January 9th, 2008 (12:34 pm)

current mood: conflicted

Phil Reed hits the nail on the head regarding the WotC $5000 Developer Kit Buy-in:

In my mind, the fee isn't the problem. In fact, I think that there should be a fee to use the D&D name and a special, new, trademarked logo.

The problem is that after a few months there is no fee.
This dynamic (how the pay-to-play-devs and the free-devs are going to interact, the ramifications of each choice) is the thing that I keep going back to as I've been thinking over what WotC's 4E plan means in the short and long terms.

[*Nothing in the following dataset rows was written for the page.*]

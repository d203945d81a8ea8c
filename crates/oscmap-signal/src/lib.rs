//! oscmap signal processing library
//!
//! Turns dissolved-phase FID data from hyperpolarized-gas MRI into an RBC:M
//! calibration ratio, Dixon species channels, conditioned cardiogenic traces,
//! high/low projection sets and binned oscillation maps.
//!
//! # Features
//!
//! - **Spectral fitting**: FFT-seeded sum-of-sines least squares
//! - **Calibration**: RBC:M ratio from static spectroscopy, or a manual override
//! - **Contamination removal**: gas-phase leakage subtraction in k-space
//! - **Dixon decomposition**: single global phase rotation into RBC and membrane
//! - **Conditioning**: detrending, smoothing, Butterworth filtering, wavelet
//!   denoising and Box–Cox transforms
//! - **Segmentation**: peak- or threshold-based high/low index selection
//! - **Binning**: percentile-rescaled oscillation maps against reference bins
//!
//! # Example
//!
//! ```rust,no_run
//! use oscmap_core::PipelineConfig;
//! use oscmap_signal::{KspaceInputs, SubjectPipeline};
//!
//! # fn run(inputs: KspaceInputs) -> oscmap_core::CoreResult<()> {
//! let config = PipelineConfig {
//!     rbc_m_ratio: Some(0.45),
//!     ..PipelineConfig::default()
//! };
//! let pipeline = SubjectPipeline::new(config)?;
//! let out = pipeline.run_kspace(&inputs)?;
//! println!("{} high projections", out.indices.high.len());
//! # Ok(())
//! # }
//! ```

#![cfg_attr(not(test), forbid(unsafe_code))]
#![cfg_attr(test, deny(unsafe_code))]

pub mod batch;
pub mod binning;
pub mod conditioning;
pub mod contamination;
pub mod dixon;
pub mod noise;
pub mod optimize;
pub mod peaks;
pub mod pipeline;
pub mod segmentation;
pub mod sine_fit;
pub mod spectroscopy;

// Re-export main types for convenience
pub use batch::{BatchReport, BatchRunner, FailureDetail, SubjectOutcome, SubjectSummary};
pub use binning::assign_bins;
pub use conditioning::{
    bandpass, boxcox, build_conditioner, condition, detrend, inverse_boxcox, lowpass,
    median_filter, moving_average_filter, smooth, wavelet_denoise, BoxCoxResult,
};
pub use contamination::remove_gas_contamination;
pub use dixon::{decompose, decompose_with_ratio};
pub use noise::{awgn, awgn_complex};
pub use peaks::{find_peaks, heart_rate_bpm};
pub use pipeline::{KspaceInputs, KspaceOutputs, SubjectPipeline};
pub use segmentation::find_high_low_indices;
pub use sine_fit::{fit_sine, fit_sine_with, fit_sum_of_sines, DEFAULT_SINE_COMPONENTS};
pub use spectroscopy::{calibrate_rbc_m_ratio, fit_rbc_m_ratio, Calibration, RatioSource};

/// Library version
pub const VERSION: &str = env!("CARGO_PKG_VERSION");

/// Prelude module for convenient imports
pub mod prelude {
    pub use crate::batch::{BatchReport, BatchRunner};
    pub use crate::pipeline::{KspaceInputs, KspaceOutputs, SubjectPipeline};
    pub use oscmap_core::prelude::*;
}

Robin Laws and others have pointed out that assigning a cost for early buy-in is WotC's attempt to lessen the potential bubble effect of another wave of third-party support products for D&D, which I think is true. I agree that some sort of management was necessary. Others have worried aloud if this won't just slightly delay rather than prevent another "deluge of crap" we saw after the mass embrace of the previous Open Game Licensing deal.

Yesterday I opined ...[T]he OGL goes free this summer and it will be a good six months before those would-be publishers can release their products. During that time, the rules will be actually, really final (unlike the state they're in now, where WotC admits that they expect they'll be "tweaked" right up to mid- to late-March). WotC's core books will have been out for half a year and the first third-party (open content) books almost as long. During that time, people opting for the free license will have the chance to judge the marketplace (Does 4E launch big or is it a flop? Are people excited to switch? How have the products released by the "early adopters" who paid to play been received?).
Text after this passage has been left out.